[Description of the task] Restate word for word the lines of the records below, starting at the line that contains "to the browser." and ending at the line that contains "use crate::mobile::fit::DEFAULT_CANDIDATES;", with both of those lines included and nothing else.

Records excerpted from a collection:
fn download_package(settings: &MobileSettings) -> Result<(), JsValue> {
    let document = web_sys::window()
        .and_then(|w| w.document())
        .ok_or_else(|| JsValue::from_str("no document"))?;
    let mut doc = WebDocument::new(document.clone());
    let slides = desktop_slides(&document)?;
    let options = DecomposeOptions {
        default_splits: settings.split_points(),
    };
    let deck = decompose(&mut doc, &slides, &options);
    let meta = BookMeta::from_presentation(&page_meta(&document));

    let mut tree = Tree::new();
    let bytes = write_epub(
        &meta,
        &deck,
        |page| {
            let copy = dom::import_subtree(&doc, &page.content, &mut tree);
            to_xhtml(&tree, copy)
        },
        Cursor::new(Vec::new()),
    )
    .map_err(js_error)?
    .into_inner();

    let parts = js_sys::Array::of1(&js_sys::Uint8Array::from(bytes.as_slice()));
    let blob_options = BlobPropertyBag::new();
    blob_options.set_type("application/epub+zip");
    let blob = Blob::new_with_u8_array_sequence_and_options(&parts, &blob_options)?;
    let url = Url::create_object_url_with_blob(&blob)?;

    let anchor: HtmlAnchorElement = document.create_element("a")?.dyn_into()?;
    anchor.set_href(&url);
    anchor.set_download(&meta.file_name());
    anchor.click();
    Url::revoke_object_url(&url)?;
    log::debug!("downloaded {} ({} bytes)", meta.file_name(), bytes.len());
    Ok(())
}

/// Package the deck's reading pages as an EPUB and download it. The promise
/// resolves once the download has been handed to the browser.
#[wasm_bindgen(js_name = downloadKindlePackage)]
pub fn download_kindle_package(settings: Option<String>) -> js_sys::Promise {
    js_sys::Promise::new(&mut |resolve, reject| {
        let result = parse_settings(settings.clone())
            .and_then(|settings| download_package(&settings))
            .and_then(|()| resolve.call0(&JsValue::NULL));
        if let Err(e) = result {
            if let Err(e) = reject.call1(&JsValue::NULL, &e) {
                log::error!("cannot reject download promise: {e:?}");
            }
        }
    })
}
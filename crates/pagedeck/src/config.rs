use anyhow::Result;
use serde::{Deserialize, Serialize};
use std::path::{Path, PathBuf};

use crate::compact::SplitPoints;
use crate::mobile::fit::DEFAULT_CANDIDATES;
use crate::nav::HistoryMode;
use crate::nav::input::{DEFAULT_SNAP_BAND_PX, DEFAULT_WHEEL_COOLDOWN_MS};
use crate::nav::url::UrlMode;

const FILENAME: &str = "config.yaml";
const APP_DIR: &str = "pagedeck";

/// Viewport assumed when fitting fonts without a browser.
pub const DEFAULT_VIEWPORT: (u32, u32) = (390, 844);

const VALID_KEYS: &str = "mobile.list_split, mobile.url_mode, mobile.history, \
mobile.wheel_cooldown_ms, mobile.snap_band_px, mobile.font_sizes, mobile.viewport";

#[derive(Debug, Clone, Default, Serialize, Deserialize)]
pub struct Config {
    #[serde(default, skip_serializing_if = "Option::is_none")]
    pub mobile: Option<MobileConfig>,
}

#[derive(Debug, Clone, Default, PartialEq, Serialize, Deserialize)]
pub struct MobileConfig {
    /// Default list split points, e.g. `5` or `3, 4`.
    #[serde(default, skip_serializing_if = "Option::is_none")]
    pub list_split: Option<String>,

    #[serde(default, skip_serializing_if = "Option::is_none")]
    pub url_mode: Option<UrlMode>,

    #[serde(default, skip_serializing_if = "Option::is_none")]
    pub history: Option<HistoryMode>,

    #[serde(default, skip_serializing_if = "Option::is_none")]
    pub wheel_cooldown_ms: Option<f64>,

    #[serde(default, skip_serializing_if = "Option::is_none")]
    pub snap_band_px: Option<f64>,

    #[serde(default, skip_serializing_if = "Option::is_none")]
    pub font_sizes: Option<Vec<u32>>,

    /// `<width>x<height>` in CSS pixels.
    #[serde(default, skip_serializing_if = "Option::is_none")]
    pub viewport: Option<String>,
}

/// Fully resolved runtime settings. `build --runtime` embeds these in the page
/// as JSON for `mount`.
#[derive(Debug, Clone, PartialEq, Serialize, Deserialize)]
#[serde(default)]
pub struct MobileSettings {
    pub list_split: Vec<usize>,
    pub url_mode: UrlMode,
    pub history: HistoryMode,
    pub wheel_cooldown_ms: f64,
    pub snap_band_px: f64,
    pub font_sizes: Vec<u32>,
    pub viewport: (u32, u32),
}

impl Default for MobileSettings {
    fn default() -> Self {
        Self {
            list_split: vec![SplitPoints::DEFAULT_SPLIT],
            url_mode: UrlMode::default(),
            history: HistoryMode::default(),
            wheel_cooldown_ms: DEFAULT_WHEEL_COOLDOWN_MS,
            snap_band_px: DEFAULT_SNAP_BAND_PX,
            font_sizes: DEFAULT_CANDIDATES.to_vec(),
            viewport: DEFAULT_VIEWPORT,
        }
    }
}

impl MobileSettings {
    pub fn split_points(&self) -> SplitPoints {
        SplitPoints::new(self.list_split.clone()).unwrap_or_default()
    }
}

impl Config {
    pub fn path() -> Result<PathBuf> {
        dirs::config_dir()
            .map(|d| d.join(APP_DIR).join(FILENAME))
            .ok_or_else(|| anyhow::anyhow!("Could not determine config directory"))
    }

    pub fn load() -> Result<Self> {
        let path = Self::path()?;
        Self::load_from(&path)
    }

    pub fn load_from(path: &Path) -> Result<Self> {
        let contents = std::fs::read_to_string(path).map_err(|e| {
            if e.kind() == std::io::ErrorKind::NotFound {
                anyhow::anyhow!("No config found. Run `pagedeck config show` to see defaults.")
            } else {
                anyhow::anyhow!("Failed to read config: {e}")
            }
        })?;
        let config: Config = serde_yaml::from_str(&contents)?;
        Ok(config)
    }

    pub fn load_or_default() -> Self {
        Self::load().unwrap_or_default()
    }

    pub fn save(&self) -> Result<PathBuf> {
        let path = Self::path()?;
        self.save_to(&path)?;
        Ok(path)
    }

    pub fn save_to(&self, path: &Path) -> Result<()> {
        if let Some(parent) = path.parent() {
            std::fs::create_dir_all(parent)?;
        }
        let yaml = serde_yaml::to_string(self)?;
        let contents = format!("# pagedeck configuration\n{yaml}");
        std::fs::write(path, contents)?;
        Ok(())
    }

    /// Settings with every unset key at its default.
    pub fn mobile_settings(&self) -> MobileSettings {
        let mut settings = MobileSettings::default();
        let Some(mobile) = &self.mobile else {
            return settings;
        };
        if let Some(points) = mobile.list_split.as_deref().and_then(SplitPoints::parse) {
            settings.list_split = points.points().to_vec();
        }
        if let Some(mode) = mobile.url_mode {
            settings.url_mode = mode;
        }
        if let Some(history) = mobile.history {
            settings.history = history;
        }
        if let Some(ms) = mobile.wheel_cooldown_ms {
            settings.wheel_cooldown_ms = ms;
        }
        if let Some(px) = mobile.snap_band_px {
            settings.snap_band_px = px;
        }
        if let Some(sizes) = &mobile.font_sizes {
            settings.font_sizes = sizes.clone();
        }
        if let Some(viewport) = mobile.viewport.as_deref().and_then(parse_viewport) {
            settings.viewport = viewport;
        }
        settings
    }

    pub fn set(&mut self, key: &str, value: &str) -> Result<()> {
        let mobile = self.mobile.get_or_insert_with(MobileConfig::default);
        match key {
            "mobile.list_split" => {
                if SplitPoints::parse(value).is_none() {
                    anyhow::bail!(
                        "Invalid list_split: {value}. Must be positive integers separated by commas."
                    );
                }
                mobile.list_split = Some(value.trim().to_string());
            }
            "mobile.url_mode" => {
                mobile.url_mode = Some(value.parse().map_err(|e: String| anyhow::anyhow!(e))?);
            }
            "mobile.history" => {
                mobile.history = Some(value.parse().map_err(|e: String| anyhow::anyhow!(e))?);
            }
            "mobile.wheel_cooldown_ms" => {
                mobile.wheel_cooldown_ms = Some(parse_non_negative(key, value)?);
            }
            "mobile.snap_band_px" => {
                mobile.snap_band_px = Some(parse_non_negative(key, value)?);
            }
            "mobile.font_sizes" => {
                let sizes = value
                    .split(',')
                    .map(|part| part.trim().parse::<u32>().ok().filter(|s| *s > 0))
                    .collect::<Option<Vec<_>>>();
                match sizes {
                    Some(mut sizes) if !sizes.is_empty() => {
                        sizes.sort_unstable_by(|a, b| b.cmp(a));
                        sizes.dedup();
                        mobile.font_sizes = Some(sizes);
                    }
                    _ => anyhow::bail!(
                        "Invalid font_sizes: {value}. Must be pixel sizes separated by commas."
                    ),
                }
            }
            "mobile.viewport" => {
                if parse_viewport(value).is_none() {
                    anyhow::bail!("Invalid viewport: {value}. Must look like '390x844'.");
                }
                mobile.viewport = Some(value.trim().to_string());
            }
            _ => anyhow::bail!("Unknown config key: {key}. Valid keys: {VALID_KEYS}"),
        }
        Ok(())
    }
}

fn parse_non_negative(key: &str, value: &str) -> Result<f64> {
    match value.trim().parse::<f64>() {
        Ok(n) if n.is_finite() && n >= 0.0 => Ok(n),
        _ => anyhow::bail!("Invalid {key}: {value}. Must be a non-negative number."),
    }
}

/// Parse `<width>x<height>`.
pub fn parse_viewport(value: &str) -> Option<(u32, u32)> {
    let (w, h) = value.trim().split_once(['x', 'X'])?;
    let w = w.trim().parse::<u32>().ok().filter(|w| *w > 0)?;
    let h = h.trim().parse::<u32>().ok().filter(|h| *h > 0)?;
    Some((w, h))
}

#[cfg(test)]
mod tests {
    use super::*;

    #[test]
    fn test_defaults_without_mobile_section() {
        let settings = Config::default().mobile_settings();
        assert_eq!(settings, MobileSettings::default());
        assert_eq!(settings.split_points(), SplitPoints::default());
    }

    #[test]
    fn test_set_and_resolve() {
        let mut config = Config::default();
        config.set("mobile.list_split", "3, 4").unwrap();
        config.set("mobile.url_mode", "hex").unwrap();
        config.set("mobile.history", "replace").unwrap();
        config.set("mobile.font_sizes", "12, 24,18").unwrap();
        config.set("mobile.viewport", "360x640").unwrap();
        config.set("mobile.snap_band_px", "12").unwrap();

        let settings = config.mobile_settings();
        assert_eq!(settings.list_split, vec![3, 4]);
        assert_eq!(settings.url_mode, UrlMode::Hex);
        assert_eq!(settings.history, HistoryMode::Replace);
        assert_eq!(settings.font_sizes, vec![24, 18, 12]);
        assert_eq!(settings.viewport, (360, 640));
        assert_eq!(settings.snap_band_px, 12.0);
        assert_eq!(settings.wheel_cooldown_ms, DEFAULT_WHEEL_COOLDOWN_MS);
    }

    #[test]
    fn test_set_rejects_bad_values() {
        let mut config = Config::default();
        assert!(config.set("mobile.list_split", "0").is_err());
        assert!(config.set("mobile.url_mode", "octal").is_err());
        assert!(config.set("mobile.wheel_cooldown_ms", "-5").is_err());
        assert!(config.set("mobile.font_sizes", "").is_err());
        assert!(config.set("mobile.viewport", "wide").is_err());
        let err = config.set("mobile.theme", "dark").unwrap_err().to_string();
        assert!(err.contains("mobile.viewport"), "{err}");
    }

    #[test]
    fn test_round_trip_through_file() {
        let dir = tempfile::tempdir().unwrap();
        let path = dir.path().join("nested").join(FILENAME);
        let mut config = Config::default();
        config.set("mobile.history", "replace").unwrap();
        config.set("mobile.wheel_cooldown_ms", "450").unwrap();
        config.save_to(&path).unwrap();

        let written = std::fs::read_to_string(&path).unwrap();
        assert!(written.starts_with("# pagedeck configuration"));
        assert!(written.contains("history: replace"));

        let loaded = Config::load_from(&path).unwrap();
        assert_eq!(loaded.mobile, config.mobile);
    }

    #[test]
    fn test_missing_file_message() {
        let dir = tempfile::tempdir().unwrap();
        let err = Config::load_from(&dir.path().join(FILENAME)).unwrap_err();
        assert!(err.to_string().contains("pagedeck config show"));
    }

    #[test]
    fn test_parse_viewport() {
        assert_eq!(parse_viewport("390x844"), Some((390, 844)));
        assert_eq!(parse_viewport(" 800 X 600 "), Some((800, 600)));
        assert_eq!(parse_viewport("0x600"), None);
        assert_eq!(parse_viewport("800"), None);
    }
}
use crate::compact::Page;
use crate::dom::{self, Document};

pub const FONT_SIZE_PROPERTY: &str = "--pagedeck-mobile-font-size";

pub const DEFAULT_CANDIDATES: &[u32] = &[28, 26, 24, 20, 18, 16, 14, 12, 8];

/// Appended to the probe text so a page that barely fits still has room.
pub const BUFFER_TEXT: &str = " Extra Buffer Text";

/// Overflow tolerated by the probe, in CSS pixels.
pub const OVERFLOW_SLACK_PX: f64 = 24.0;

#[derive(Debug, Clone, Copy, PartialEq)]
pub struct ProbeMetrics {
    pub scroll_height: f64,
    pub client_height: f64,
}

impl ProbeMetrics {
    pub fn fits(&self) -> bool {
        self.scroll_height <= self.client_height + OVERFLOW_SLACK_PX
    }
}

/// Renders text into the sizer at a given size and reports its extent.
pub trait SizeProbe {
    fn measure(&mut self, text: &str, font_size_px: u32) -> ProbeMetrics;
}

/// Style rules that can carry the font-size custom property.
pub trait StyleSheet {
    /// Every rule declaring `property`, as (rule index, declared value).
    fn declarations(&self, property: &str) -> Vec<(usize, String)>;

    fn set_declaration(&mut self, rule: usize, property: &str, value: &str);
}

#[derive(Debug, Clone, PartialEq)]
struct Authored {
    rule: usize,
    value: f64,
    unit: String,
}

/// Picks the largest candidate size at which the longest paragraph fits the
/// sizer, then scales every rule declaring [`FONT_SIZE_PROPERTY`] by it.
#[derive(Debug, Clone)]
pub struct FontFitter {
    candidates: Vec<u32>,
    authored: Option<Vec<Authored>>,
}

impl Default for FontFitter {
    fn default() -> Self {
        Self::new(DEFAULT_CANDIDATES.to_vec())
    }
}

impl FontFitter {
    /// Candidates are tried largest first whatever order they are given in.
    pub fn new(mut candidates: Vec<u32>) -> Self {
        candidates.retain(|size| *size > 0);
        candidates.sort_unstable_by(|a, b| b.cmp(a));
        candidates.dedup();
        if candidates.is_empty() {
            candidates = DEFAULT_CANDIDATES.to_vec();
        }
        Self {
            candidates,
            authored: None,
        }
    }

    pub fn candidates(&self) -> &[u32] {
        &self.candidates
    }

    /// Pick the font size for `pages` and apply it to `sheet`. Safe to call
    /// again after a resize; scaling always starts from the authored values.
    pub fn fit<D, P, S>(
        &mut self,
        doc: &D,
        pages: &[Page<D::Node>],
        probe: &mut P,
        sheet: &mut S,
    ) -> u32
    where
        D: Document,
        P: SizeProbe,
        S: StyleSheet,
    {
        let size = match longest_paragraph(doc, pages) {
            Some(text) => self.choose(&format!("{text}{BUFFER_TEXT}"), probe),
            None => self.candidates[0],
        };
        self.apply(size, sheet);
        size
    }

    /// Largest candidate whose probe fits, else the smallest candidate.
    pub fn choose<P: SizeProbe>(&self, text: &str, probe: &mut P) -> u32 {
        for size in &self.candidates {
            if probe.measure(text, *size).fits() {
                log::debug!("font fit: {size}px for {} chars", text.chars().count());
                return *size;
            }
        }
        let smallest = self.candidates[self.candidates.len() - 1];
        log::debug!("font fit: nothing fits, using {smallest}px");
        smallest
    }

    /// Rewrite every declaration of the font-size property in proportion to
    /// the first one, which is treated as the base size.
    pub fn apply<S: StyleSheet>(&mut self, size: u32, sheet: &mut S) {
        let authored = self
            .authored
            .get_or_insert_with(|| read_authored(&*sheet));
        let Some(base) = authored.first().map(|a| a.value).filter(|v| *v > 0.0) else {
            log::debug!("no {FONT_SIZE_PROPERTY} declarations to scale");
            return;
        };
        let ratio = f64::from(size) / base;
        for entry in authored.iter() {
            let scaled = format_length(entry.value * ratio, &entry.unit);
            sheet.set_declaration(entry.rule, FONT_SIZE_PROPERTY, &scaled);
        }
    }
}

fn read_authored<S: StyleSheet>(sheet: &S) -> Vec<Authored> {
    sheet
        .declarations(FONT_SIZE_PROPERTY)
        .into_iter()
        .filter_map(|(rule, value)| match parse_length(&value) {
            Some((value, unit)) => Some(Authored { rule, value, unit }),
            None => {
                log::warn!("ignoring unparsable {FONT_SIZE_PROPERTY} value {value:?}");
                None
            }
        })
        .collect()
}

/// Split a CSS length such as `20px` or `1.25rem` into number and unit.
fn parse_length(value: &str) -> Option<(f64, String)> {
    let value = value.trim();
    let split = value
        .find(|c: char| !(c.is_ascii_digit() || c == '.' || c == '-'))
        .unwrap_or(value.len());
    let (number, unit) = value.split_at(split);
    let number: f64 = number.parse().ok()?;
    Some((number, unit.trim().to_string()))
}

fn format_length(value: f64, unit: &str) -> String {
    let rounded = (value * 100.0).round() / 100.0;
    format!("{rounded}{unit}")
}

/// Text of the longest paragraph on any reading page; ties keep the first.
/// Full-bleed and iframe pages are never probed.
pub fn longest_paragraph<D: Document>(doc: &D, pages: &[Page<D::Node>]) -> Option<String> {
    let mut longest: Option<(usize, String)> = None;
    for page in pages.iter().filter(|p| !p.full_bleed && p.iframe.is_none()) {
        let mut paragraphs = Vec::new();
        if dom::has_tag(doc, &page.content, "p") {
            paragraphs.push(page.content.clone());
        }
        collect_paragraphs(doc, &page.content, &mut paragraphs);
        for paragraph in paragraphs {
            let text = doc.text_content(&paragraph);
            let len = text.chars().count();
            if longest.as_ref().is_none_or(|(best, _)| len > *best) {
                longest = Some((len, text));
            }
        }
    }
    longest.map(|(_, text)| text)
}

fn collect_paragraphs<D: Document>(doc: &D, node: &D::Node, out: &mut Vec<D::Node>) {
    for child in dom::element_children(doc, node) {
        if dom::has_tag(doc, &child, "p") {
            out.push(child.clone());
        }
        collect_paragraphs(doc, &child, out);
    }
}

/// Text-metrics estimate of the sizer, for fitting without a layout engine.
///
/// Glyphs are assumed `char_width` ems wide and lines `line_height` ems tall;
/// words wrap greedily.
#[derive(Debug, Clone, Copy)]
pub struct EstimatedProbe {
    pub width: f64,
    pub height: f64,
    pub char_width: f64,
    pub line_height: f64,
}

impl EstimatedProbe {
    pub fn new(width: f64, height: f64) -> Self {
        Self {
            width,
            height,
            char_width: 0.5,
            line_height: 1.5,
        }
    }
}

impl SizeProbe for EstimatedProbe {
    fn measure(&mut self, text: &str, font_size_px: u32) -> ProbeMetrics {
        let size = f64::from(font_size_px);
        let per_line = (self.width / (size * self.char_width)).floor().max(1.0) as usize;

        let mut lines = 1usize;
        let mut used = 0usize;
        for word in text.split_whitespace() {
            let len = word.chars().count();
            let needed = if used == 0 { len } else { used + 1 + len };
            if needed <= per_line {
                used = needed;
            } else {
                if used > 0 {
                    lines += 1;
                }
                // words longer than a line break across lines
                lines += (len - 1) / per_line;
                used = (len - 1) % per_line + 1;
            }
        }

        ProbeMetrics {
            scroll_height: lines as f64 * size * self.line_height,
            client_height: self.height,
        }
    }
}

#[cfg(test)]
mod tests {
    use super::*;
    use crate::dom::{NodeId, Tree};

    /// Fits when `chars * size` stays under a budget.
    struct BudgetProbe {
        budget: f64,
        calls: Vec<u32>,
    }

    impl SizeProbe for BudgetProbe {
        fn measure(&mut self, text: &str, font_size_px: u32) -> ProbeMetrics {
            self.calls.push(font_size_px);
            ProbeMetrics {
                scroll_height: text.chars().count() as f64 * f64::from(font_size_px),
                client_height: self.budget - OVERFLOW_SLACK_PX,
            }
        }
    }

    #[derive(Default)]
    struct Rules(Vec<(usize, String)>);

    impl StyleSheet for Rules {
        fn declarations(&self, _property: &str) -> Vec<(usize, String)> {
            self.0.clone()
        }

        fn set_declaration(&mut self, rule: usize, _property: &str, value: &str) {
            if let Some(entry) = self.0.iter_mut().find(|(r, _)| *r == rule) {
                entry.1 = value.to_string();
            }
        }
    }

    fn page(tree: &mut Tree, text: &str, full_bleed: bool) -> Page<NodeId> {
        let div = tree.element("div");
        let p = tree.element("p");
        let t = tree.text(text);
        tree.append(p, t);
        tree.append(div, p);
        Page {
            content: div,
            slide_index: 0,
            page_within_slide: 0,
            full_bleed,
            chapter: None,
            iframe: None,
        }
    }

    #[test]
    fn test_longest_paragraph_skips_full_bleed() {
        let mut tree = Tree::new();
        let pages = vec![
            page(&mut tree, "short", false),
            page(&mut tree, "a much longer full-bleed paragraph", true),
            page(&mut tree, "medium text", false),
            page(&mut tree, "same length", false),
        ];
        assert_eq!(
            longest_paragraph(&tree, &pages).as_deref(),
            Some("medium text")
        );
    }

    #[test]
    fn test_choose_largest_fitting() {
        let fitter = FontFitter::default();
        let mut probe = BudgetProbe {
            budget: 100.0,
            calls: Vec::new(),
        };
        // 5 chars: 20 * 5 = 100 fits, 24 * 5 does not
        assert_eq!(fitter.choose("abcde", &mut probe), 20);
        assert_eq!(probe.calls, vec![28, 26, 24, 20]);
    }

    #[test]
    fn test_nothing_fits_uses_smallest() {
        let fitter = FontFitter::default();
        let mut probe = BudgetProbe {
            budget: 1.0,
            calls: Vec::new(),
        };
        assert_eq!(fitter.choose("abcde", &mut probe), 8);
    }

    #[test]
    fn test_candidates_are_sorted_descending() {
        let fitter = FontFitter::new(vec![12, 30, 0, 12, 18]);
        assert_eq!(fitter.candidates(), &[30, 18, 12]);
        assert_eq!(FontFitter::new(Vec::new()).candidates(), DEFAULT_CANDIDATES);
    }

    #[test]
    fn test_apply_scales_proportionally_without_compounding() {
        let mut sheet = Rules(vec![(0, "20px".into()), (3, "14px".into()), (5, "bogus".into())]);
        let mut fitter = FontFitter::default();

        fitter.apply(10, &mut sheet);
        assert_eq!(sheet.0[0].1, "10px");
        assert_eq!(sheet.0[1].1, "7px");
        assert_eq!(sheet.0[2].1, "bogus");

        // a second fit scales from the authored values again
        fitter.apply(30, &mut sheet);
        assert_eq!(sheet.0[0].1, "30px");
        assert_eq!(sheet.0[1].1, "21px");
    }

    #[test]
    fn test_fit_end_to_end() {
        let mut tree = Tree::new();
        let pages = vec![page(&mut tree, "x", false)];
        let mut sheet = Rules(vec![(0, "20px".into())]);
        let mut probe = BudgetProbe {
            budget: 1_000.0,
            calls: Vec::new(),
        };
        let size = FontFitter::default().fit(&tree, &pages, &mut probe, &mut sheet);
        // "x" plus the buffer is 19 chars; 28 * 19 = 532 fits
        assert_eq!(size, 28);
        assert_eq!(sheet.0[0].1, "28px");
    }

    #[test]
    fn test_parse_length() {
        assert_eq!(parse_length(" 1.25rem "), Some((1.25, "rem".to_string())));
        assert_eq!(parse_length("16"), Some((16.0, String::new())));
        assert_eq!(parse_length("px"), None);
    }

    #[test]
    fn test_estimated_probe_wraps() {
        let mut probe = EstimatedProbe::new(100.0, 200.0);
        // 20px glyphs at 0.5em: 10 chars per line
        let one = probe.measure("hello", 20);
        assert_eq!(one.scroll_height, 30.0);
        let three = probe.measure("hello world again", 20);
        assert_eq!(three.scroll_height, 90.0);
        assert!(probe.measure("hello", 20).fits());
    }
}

[Response to this task]
/// resolves once the download has been handed to the browser.
#[wasm_bindgen(js_name = downloadKindlePackage)]
pub fn download_kindle_package(settings: Option<String>) -> js_sys::Promise {
    js_sys::Promise::new(&mut |resolve, reject| {
        let result = parse_settings(settings.clone())
            .and_then(|settings| download_package(&settings))
            .and_then(|()| resolve.call0(&JsValue::NULL));
        if let Err(e) = result {
            if let Err(e) = reject.call1(&JsValue::NULL, &e) {
                log::error!("cannot reject download promise: {e:?}");
            }
        }
    })
}
filename crates/pagedeck/src/config.rs
use anyhow::Result;
use serde::{Deserialize, Serialize};
use std::path::{Path, PathBuf};

use crate::compact::SplitPoints;
use crate::mobile::fit::DEFAULT_CANDIDATES;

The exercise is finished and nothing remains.